One of the most common of these is Runner’s knee, also known as patellofemoral pain syndrome.
This is characterised by pain either above or below the kneecap that tends to worsen when you run up or down hills or stairs. It can sometimes be accompanied by a popping sound and/or swelling.
Runners knee can be a debilitating condition that can halt your training schedule for many weeks. Unfortunately some runners ignore the body’s warning signals and try to push on through the pain. This is a mistake as it can lead to long-term damage and an extended time away from the running track.
Causes of Runner’s Knee
Runner’s knee doesn’t just occur in runners but also in people who perform any activity that places repeated stress on the knee, such as skiing, jumping, cycling or football.
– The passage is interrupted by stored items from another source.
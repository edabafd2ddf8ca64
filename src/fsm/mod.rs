//! Function-pointer finite state machine engine.
//!
//! Classic embedded FSM pattern ported to Rust:
//!
//! ```text
//! ┌──────────────────────────────────────────────────────────────┐
//! │  StateTable                                                  │
//! │  ┌─────────────┬───────────┬──────────┬───────────────────┐  │
//! │  │ StateId     │ on_enter  │ on_exit  │ on_update         │  │
//! │  ├─────────────┼───────────┼──────────┼───────────────────┤  │
//! │  │ Calibrating │ fn(ctx)   │ fn(ctx)  │ fn(ctx)->Option<> │  │
//! │  │ Idle        │ fn(ctx)   │ fn(ctx)  │ fn(ctx)->Option<> │  │
//! │  │ Regulating  │ fn(ctx)   │ fn(ctx)  │ fn(ctx)->Option<> │  │
//! │  │ CoolingDown │ fn(ctx)   │ fn(ctx)  │ fn(ctx)->Option<> │  │
//! │  │ IntakeFault │ fn(ctx)   │ fn(ctx)  │ fn(ctx)->Option<> │  │
//! │  └─────────────┴───────────┴──────────┴───────────────────┘  │
//! └──────────────────────────────────────────────────────────────┘
//! ```
//!
//! Each tick the engine calls `on_update` for the **current** state.
//! If it returns `Some(next_id)`, the engine runs `on_exit` for the
//! current state, then `on_enter` for the next, and updates the
//! current pointer.  All functions receive `&mut ThermalContext`.

pub mod context;
pub mod states;

use context::ThermalContext;
use log::info;
use serde::Serialize;

// ---------------------------------------------------------------------------
// State identity
// ---------------------------------------------------------------------------

/// Enumeration of all engine states.
/// Must stay in sync with the state table built in [`states::build_state_table`].
#[derive(Debug, Clone, Copy, PartialEq, Eq, Hash, Serialize)]
#[repr(u8)]
pub enum StateId {
    Calibrating = 0,
    Idle = 1,
    Regulating = 2,
    CoolingDown = 3,
    IntakeFault = 4,
}

impl StateId {
    /// Total number of states, used to size the table array.
    pub const COUNT: usize = 5;

    /// Convert an index back to `StateId`.  Panics on out-of-range in
    /// debug builds; returns `IntakeFault` in release (vent open, fan max).
    pub fn from_index(idx: usize) -> Self {
        match idx {
            0 => Self::Calibrating,
            1 => Self::Idle,
            2 => Self::Regulating,
            3 => Self::CoolingDown,
            4 => Self::IntakeFault,
            _ => {
                debug_assert!(false, "invalid state index: {idx}");
                Self::IntakeFault
            }
        }
    }

    pub fn name(self) -> &'static str {
        match self {
            Self::Calibrating => "Calibrating",
            Self::Idle => "Idle",
            Self::Regulating => "Regulating",
            Self::CoolingDown => "CoolingDown",
            Self::IntakeFault => "IntakeFault",
        }
    }
}

// ---------------------------------------------------------------------------
// Function-pointer type aliases
// ---------------------------------------------------------------------------

/// Signature for `on_enter` and `on_exit` actions.
pub type StateActionFn = fn(&mut ThermalContext);

/// Per-tick update handler.  `Some(next)` triggers a transition.
pub type StateUpdateFn = fn(&mut ThermalContext) -> Option<StateId>;

// ---------------------------------------------------------------------------
// State descriptor (one row in the table)
// ---------------------------------------------------------------------------

/// Static descriptor for a single FSM state.
pub struct StateDescriptor {
    pub id: StateId,
    pub name: &'static str,
    pub on_enter: Option<StateActionFn>,
    pub on_exit: Option<StateActionFn>,
    pub on_update: StateUpdateFn,
}

// ---------------------------------------------------------------------------
// FSM engine
// ---------------------------------------------------------------------------

pub struct Fsm {
    /// Fixed-size table indexed by `StateId as usize`.
    table: [StateDescriptor; StateId::COUNT],
    current: usize,
}

impl Fsm {
    pub fn new(table: [StateDescriptor; StateId::COUNT], initial: StateId) -> Self {
        Self {
            table,
            current: initial as usize,
        }
    }

    /// Run the initial `on_enter` for the starting state.
    /// Call once after construction, before the first `tick()`.
    pub fn start(&mut self, ctx: &mut ThermalContext) {
        info!("FSM starting in state: {}", self.table[self.current].name);
        if let Some(enter) = self.table[self.current].on_enter {
            enter(ctx);
        }
    }

    /// Advance the FSM by one tick.
    ///
    /// 1. Call `on_update` for the current state.
    /// 2. If it returns `Some(next)`, execute the transition:
    ///    `on_exit(current)` → update pointer → `on_enter(next)`.
    pub fn tick(&mut self, ctx: &mut ThermalContext) {
        let next = (self.table[self.current].on_update)(ctx);

        if let Some(next_id) = next {
            self.transition(next_id, ctx);
        }
    }

    /// Force an immediate transition (used when the intake fault asserts,
    /// regardless of what `on_update` would return).
    pub fn force_transition(&mut self, next: StateId, ctx: &mut ThermalContext) {
        if next as usize != self.current {
            self.transition(next, ctx);
        }
    }

    pub fn current_state(&self) -> StateId {
        StateId::from_index(self.current)
    }

    // -----------------------------------------------------------------------
    // Internal
    // -----------------------------------------------------------------------

    fn transition(&mut self, next_id: StateId, ctx: &mut ThermalContext) {
        let next_idx = next_id as usize;

        info!(
            "FSM transition: {} -> {}",
            self.table[self.current].name, self.table[next_idx].name
        );

        if let Some(exit) = self.table[self.current].on_exit {
            exit(ctx);
        }

        self.current = next_idx;

        if let Some(enter) = self.table[self.current].on_enter {
            enter(ctx);
        }
    }
}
It is caused by the soft tissues or lining of the knee becoming irritated, or by strained tendons, or torn cartilage.
This is normally due to overuse, trauma or misalignment of the kneecap. It may also be caused by weak thigh muscles, flat feet, or inadequate stretching before exercising. Certain conditions like arthritis can also result in the condition.
Runner’s Knee Symptoms
Runner’s knee causes a dull, aching pain around or behind the kneecap. It may be felt during any kind of movement, such as running, walking, kneeling or sitting.
Diagnosing Runner’s Knee
It is important to get an accurate diagnosis if you suspect Runner’s knee so that you can treat the condition effectively.
Treatment of Runner’s Knee
If you are diagnosed with Runner’s knee, the most important first step is to use the RICE method:
- Rest the knee and avoid subjecting it to any further stress
- Ice applied to the knee for up to 30 minutes at a time can reduce pain and swelling.
- Compression with an elastic bandage can also help to bring down swelling.
- Elevation of the foot – with it elevated above the level of the heart in the case of severe swelling – can prevent any further swelling.
You can take anti-inflammatories and painkillers and, once the swelling has gone down, a physical therapist can recommend exercises to restore your knee’s strength and improve flexibility.
You may need to wear a brace or orthotics for extra support. If the kneecap has been pushed out of alignment or the cartilage is damaged, you may require surgery.
Knee Injury Prevention
There are some simple steps you can take to reduce the chances of developing runner’s knee. These include:
- A thorough warm up with stretching exercises to increase your knee’s flexibility and prevent irritation.
- Building your core strength to support the knee. A study published in the American Journal of Sports Medicine found that 19 participants with patellofemoral pain syndrome experienced significant improvements in pain levels following an eight-week hip and core strengthening programme.
- Listening to your body. If you feel pain, stop and check your posture. If the pain continues, halt your training and seek medical advice.
- Building up gradually rather than suddenly increasing the intensity of your training.
- Wearing proper running shoes with good levels of shock absorption to prevent knee damage.
- Getting fit and maintaining a healthy weight.
- Developing healthy running habits such as keeping yourself upright with your knees bent when you run, running in a zigzag pattern when going down hill and running on a soft, smooth surface rather than concrete.